The creators of ICEBlock, a crowdsourcing app that used the public at large to track and document Immigration and Customs Enforcement activity, have filed a federal lawsuit accusing the Trump administration of illegally bullying tech platforms into removing the app from distribution by forcing them to maintain content policies that prevent sensitive information about immigration raids from appearing on their sites. The suit portrays the pressure campaign as unconstitutional “jawboning” that chilled protected speech and deprived users of information about government conduct.
The suit also says White House officials pressured Apple and other platforms to banish ICEBlock and similar tools, labeling them threats to Department of Homeland Security staff. Apple later removed ICEBlock and other apps that recorded or mapped immigration enforcement, such as the documentation project Eyes Up, according to the filing.
Developers Allege Unconstitutional Jawboning
At issue is whether government officials crossed the First Amendment line that separates persuasion from coercion. When senior government officials identify an app as dangerous and pair that message with investigations and threats of legal action, such actions do not constitute a content-neutral decision by a private company, the developers argue, but state-sponsored censorship.
Courts have long cautioned against being deputized as informal censors. In Backpage.com v. Dart, the Seventh Circuit concluded that a county sheriff violated the First Amendment when he sent letters to payment processors in an effort to cut off service to a website, stating that “the letters were an unconstitutional attempt to ‘silence protected speech.’” Previously, the Supreme Court had condemned government “advisories” that operated as de facto bans in Bantam Books v. Sullivan and observed in Norwood v. Harrison that the state may not induce private parties to do what the Constitution prohibits it from doing directly.
The developers’ lawsuit also cites the state action doctrine, which holds that if officials sufficiently pressure or compel a platform to make a particular decision, it can be considered government action for purposes of constitutional law. Organizations like the Knight First Amendment Institute and the Electronic Frontier Foundation label this phenomenon a dangerous trend as public officials increasingly meddle in backroom content moderation discussions.
App Store Removals And Congressional Pressure
After the White House safety warnings, Apple removed ICEBlock and other tools for logging immigration enforcement. The action followed mounting pressure from the House Committee on Homeland Security and its oversight subcommittee, which had sent letters to Apple and Google notifying them that they were looking into apps that catalog DHS activities, according to the complaint.
Committee leaders said the tools could threaten officers’ safety and obstruct legitimate law enforcement efforts. Homeland Security leadership echoed those fears, and officials also threatened legal response against both news outlets publishing stories about ICE-tracking apps and the developer of the app ICEBlock when they did. Civil liberties advocates argue that this kind of reporting on public officials in public spaces is a central First Amendment activity that is regularly protected when it occurs free of obstruction or intimidation.
Compounding the stakes is the gatekeeping authority of app marketplaces. Apple has announced more than 1.8 million apps on the App Store, and iOS enjoys a majority share of active smartphones in the U.S., according to several market researchers. App removal from a dominant storefront can be pretty much the end of an app’s reach, so any government involvement in such a removal would be particularly momentous for speech rights.

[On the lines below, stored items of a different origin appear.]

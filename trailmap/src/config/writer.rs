//! Serialization of `ConfigFile` to a commented INI string.

use super::settings::ConfigFile;

/// Render the config as it is written to `config.ini`.
pub(super) fn to_config_string(config: &ConfigFile) -> String {
    let tracking = &config.tracking;
    let camera = &config.camera;

    format!(
        r#"[tracking]
; Minimum time between position updates, in milliseconds
update_interval_ms = {}
; Positioning accuracy: low, balanced, high
accuracy = {}
; Give up on a single position fix after this many milliseconds
fix_timeout_ms = {}

[camera]
; Where the map starts when no position is known yet
default_latitude = {}
default_longitude = {}
; Visible span around the user, in degrees
latitude_delta = {}
longitude_delta = {}
; Zoom bounds suggested to the map renderer
min_zoom = {}
max_zoom = {}
; Camera animation duration, in milliseconds
animation_ms = {}

[lifecycle]
; Stop tracking while the app is in the background
suspend_on_background = {}

[logging]
directory = {}
file = {}
"#,
        tracking.update_interval.as_millis(),
        tracking.accuracy,
        tracking.fix_timeout.as_millis(),
        camera.default_location.latitude,
        camera.default_location.longitude,
        camera.latitude_delta,
        camera.longitude_delta,
        camera.min_zoom,
        camera.max_zoom,
        camera.animation.as_millis(),
        config.lifecycle.suspend_on_background,
        config.logging.directory.display(),
        config.logging.file,
    )
}
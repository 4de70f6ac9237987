//! Trailmap CLI
//!
//! Replays recorded tracks through the tracking core with simulated platform
//! services, and manages the configuration file.

use std::path::PathBuf;

use clap::{Parser, Subcommand};

mod commands;
mod error;

use commands::config::ConfigCommands;
use commands::replay::ReplayArgs;

#[derive(Parser)]
#[command(name = "trailmap")]
#[command(version, about = "Live position tracking with a follow-me map camera", long_about = None)]
struct Cli {
    /// Config file to use instead of ~/.trailmap/config.ini
    #[arg(long, global = true, value_name = "PATH")]
    config: Option<PathBuf>,

    #[command(subcommand)]
    command: Commands,
}

#[derive(Subcommand)]
enum Commands {
    /// Replay a recorded track (CSV of latitude,longitude) through the core
    Replay(ReplayArgs),

    /// Manage the configuration file
    #[command(subcommand)]
    Config(ConfigCommands),
}

#[tokio::main(flavor = "current_thread")]
async fn main() {
    let cli = Cli::parse();

    let result = match cli.command {
        Commands::Replay(args) => commands::replay::run(args, cli.config.as_deref()).await,
        Commands::Config(command) => commands::config::run(command, cli.config.as_deref()),
    };

    if let Err(e) = result {
        e.exit();
    }
}
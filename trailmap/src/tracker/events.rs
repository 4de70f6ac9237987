//! Tracker change notifications.

use crate::coord::Coordinate;
use crate::error::TrackingError;
use crate::position::WatchOptions;

/// Notification broadcast by the [`LocationTracker`](super::LocationTracker).
///
/// Delivered in the order the tracker mutated its state, which is the order
/// the position service produced the underlying events.
#[derive(Debug, Clone, PartialEq)]
pub enum TrackerEvent {
    /// A watch session started with the given options.
    Started(WatchOptions),
    /// A new position was recorded (last known + trail).
    Position(Coordinate),
    /// The active session was stopped by the caller.
    Stopped,
    /// The active session was torn down by a service failure.
    Failed(TrackingError),
}

impl TrackerEvent {
    /// The coordinate carried by a `Position` event.
    pub fn position(&self) -> Option<Coordinate> {
        match self {
            TrackerEvent::Position(coord) => Some(*coord),
            _ => None,
        }
    }
}
//! Position service trait and event types.

use std::sync::Arc;
use std::time::Duration;

use futures::future::BoxFuture;
use thiserror::Error;

use super::WatchOptions;
use crate::coord::Coordinate;

/// Errors reported by the platform position service.
#[derive(Debug, Clone, PartialEq, Eq, Error)]
pub enum PositionError {
    /// Temporary loss of signal. The subscription stays alive.
    #[error("Position signal lost")]
    SignalLost,

    /// The location service is disabled or unreachable.
    #[error("Location service unavailable: {0}")]
    ServiceUnavailable(String),

    /// Permission was revoked while the subscription was active.
    #[error("Location permission revoked")]
    PermissionRevoked,

    /// No fix was produced within the requested time.
    #[error("Timed out waiting for a position fix")]
    Timeout,
}

impl PositionError {
    /// Whether the condition is expected to clear on its own.
    pub fn is_transient(&self) -> bool {
        matches!(self, PositionError::SignalLost)
    }
}

/// A raw event delivered to a subscription sink.
#[derive(Debug, Clone, PartialEq)]
pub enum PositionEvent {
    /// A new position fix.
    Update(Coordinate),
    /// The subscription reported an error.
    Error(PositionError),
}

/// Callback receiving raw events for one subscription.
///
/// Services must not hold internal locks while invoking a sink; the sink
/// may call back into the service (e.g. to unsubscribe).
pub type PositionSink = Arc<dyn Fn(PositionEvent) + Send + Sync>;

/// Opaque handle for an active subscription.
///
/// Not `Clone`: exactly one owner can give it back via
/// [`PositionService::unsubscribe`].
#[derive(Debug, PartialEq, Eq, Hash)]
pub struct SubscriptionHandle(u64);

impl SubscriptionHandle {
    /// Wrap a service-specific subscription id.
    pub fn new(id: u64) -> Self {
        Self(id)
    }

    /// Service-specific subscription id.
    pub fn id(&self) -> u64 {
        self.0
    }
}

/// Platform position API.
///
/// # Example
///
/// ```ignore
/// let handle = service.subscribe(&WatchOptions::default(), Arc::new(|event| {
///     println!("{:?}", event);
/// }))?;
/// // ...
/// service.unsubscribe(handle);
/// ```
pub trait PositionService: Send + Sync {
    /// Request a single fix, waiting at most `timeout`.
    fn current_position(&self, timeout: Duration)
        -> BoxFuture<'_, Result<Coordinate, PositionError>>;

    /// Start delivering events to `sink` until unsubscribed.
    fn subscribe(
        &self,
        options: &WatchOptions,
        sink: PositionSink,
    ) -> Result<SubscriptionHandle, PositionError>;

    /// Stop a subscription. No events are delivered for it afterwards.
    fn unsubscribe(&self, handle: SubscriptionHandle);
}

#[cfg(test)]
mod tests {
    use super::*;

    #[test]
    fn test_only_signal_loss_is_transient() {
        assert!(PositionError::SignalLost.is_transient());
        assert!(!PositionError::PermissionRevoked.is_transient());
        assert!(!PositionError::ServiceUnavailable("gps off".into()).is_transient());
        assert!(!PositionError::Timeout.is_transient());
    }

    #[test]
    fn test_handle_exposes_id() {
        let handle = SubscriptionHandle::new(42);
        assert_eq!(handle.id(), 42);
    }
}
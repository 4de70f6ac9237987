//! Error taxonomy for location operations.
//!
//! Only conditions the UI layer must react to are represented here.
//! Transient conditions (no fix yet, signal loss) are state, not errors:
//! they show up as an absent last-known coordinate or a quiet stream.

use thiserror::Error;

/// Errors surfaced by the tracker and the map session.
#[derive(Debug, Clone, PartialEq, Eq, Error)]
pub enum TrackingError {
    /// Location permission is not granted.
    ///
    /// Non-fatal: the host should redirect to the permission flow.
    #[error("Location permission not granted")]
    PermissionDenied,

    /// A one-shot fix timed out or the service reported no fix.
    ///
    /// Non-fatal: callers fall back to a default coordinate.
    #[error("Location unavailable: {reason}")]
    LocationUnavailable { reason: String },

    /// A continuous watch failed after being active, or could not be created.
    ///
    /// The session has been torn down. No retry is attempted by the core.
    #[error("Location subscription failed: {reason}")]
    SubscriptionFailure { reason: String },
}

impl TrackingError {
    /// Build a `LocationUnavailable` error.
    pub fn unavailable(reason: impl Into<String>) -> Self {
        TrackingError::LocationUnavailable {
            reason: reason.into(),
        }
    }

    /// Build a `SubscriptionFailure` error.
    pub fn subscription(reason: impl Into<String>) -> Self {
        TrackingError::SubscriptionFailure {
            reason: reason.into(),
        }
    }
}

Safety Claims Versus Public Accountability
Officials contend the apps are inciting attacks, essentially, on DHS personnel. But the Supreme Court’s test in Brandenburg v. Ohio requires so-called advocacy that is directed to inciting imminent lawless action, and that you’re intending such action and that it’s likely to happen as a result of your call for violence. The ICEBlock developers said their app was a way to record government action and issue alerts within the broader community, such as for legal defense services and oversight — activities that civil rights advocates say fall well within protected speech and petition activity.
There is authentic conflict here: the government has a good interest in protecting officer safety; the members of the public have a right to observe and record what looks like flagrant government activity. Courts and groups like the ACLU have long recognized the right to record police officers and other public officials in public spaces, so long as such recording doesn’t severely disrupt its subject or blatantly violate reasonable time, place, and manner restrictions.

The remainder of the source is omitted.